_Work to complete_
Scan the lines below for the string "when" and copy every one that has it.

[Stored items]
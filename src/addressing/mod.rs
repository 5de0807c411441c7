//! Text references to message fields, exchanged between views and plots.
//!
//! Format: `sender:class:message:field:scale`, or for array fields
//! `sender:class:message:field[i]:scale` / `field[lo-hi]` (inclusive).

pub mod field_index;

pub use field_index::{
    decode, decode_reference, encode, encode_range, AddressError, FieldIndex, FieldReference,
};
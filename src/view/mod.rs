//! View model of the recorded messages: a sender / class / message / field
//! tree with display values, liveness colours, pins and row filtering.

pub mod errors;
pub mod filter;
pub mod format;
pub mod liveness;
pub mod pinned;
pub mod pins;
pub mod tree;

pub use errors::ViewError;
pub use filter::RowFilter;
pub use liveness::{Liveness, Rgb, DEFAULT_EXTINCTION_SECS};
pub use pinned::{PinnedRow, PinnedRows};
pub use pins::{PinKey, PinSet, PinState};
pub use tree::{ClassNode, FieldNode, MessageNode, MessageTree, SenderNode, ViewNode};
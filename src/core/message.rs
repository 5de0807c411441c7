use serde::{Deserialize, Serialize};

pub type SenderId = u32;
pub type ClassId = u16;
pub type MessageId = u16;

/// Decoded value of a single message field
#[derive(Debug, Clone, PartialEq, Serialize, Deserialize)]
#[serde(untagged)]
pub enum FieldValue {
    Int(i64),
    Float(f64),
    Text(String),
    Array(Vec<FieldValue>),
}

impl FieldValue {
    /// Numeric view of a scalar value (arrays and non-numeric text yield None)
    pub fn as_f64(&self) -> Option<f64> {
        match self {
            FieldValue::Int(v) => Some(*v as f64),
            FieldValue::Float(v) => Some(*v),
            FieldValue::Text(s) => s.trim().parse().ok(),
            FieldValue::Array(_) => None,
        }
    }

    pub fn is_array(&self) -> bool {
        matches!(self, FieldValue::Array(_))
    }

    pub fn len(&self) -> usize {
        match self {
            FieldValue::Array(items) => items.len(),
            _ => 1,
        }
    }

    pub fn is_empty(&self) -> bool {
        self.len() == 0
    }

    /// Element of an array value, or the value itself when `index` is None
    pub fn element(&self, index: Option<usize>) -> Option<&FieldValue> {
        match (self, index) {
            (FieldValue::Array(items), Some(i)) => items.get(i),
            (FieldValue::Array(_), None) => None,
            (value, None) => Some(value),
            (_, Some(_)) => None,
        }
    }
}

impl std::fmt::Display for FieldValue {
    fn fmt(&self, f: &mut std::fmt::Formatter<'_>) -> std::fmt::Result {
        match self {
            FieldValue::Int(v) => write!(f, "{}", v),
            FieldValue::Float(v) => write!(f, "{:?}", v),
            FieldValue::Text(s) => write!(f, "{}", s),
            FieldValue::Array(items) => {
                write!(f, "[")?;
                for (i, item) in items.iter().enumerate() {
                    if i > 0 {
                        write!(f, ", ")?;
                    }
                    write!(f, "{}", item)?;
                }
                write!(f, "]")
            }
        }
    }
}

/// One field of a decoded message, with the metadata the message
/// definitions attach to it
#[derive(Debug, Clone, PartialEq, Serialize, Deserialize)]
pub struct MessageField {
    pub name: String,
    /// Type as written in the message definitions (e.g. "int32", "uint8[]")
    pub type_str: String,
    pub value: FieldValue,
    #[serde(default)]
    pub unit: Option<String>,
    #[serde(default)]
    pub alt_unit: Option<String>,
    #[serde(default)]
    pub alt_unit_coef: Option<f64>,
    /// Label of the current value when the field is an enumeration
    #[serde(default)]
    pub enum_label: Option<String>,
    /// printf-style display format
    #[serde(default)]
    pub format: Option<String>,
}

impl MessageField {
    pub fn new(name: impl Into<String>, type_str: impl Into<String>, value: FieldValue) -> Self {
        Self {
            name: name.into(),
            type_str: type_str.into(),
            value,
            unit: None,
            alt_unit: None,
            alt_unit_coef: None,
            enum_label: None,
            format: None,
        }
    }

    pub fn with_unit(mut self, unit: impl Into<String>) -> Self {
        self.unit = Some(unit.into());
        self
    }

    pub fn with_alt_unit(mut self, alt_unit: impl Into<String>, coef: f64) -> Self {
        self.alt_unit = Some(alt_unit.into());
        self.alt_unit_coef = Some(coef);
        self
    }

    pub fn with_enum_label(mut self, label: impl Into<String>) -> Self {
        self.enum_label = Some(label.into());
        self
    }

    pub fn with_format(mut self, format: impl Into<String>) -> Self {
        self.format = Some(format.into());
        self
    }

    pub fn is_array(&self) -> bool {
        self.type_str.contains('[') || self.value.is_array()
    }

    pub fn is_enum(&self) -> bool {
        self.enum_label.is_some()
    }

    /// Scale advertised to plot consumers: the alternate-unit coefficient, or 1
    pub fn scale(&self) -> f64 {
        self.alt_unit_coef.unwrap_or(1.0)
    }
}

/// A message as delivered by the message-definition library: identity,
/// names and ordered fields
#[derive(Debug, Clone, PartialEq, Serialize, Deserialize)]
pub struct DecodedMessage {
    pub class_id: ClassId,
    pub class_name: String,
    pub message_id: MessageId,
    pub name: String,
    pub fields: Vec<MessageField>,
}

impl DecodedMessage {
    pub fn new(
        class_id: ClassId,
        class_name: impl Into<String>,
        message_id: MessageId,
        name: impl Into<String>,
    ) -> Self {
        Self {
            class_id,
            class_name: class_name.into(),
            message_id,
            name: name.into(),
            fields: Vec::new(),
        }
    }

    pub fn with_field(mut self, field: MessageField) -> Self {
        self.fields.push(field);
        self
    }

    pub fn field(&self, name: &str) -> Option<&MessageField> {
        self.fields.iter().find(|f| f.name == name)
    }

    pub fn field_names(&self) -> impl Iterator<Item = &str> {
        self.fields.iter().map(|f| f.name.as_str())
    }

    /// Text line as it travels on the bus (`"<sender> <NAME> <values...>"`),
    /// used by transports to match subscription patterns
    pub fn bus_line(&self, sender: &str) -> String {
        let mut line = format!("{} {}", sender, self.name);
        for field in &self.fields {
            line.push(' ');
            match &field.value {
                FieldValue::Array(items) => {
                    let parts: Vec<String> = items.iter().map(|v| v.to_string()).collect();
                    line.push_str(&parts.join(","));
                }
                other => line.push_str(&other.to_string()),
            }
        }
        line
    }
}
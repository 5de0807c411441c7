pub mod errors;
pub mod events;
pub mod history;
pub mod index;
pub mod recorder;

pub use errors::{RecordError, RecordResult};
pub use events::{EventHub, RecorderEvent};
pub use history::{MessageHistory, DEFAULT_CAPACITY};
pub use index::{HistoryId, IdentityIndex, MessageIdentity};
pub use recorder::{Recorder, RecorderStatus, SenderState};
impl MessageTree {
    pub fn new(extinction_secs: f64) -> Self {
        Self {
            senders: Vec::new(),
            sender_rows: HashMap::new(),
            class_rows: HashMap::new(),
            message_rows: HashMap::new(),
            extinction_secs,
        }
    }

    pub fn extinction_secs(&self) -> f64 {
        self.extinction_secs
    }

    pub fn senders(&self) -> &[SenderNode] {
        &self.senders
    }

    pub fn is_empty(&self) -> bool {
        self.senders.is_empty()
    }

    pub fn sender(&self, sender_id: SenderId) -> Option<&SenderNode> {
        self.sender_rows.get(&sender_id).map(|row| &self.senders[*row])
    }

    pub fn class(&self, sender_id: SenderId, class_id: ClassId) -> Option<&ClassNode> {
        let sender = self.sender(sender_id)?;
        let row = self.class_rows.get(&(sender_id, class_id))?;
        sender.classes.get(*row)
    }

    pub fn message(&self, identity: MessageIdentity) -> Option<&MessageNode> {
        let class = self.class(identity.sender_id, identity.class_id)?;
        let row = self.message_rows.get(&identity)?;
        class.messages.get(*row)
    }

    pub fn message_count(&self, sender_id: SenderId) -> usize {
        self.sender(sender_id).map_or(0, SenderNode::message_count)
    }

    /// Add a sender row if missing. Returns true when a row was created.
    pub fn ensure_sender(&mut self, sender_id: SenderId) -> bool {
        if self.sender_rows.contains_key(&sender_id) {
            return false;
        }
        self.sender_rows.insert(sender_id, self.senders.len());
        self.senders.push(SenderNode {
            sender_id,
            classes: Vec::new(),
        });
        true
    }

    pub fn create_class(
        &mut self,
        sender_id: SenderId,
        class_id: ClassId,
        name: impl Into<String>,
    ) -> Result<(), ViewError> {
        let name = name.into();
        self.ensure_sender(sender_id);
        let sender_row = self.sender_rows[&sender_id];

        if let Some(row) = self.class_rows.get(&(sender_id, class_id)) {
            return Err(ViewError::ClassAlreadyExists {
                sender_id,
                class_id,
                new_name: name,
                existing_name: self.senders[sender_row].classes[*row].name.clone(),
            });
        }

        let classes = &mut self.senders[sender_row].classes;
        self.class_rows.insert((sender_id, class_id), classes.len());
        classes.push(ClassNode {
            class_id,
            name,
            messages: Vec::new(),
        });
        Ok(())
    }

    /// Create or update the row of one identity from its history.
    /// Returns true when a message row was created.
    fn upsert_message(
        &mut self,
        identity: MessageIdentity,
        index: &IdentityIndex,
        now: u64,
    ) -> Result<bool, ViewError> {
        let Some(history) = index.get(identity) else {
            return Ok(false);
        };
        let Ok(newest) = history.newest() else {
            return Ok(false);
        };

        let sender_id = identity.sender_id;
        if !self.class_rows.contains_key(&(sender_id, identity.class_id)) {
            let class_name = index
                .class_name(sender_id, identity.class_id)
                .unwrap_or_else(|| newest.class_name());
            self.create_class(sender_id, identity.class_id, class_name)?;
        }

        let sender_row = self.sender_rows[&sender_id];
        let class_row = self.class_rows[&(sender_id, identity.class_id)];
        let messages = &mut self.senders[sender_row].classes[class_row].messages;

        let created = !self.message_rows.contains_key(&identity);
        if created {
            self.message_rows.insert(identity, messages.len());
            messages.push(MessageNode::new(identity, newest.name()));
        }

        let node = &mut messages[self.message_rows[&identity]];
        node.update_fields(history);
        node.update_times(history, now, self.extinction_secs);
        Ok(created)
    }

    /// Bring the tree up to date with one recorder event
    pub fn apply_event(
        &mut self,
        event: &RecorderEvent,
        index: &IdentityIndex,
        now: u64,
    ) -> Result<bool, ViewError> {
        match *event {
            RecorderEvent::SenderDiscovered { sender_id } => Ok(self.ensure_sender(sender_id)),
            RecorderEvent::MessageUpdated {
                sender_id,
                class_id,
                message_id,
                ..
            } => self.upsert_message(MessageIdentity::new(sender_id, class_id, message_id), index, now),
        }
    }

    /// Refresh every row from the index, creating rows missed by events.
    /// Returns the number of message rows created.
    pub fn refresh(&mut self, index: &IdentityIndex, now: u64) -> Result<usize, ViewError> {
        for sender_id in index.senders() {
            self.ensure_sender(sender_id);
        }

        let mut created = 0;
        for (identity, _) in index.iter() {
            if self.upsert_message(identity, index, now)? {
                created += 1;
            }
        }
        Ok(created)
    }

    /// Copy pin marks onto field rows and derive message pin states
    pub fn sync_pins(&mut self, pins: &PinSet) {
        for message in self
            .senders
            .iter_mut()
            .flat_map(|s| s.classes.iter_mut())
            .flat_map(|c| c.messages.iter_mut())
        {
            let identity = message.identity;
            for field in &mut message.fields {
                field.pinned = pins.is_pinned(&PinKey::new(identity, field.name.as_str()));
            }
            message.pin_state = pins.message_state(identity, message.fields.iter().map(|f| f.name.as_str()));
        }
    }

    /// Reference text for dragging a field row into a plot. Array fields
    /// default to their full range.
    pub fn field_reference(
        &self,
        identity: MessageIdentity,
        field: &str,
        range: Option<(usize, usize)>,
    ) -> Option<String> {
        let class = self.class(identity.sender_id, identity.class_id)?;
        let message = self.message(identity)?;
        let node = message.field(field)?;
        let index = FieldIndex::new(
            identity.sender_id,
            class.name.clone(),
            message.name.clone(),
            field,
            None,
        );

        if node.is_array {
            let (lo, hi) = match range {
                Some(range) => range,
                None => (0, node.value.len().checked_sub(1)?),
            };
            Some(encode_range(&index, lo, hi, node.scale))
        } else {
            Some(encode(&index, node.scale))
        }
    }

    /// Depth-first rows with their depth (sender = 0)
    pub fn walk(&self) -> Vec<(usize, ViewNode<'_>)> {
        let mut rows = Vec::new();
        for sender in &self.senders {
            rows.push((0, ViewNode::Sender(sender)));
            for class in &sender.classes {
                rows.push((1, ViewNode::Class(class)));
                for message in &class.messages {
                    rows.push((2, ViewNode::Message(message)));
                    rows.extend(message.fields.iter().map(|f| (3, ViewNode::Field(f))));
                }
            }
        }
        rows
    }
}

_Answer box_
    /// Element of an array value, or the value itself when `index` is None
    /// Label of the current value when the field is an enumeration
    /// Add a sender row if missing. Returns true when a row was created.
    /// Returns true when a message row was created.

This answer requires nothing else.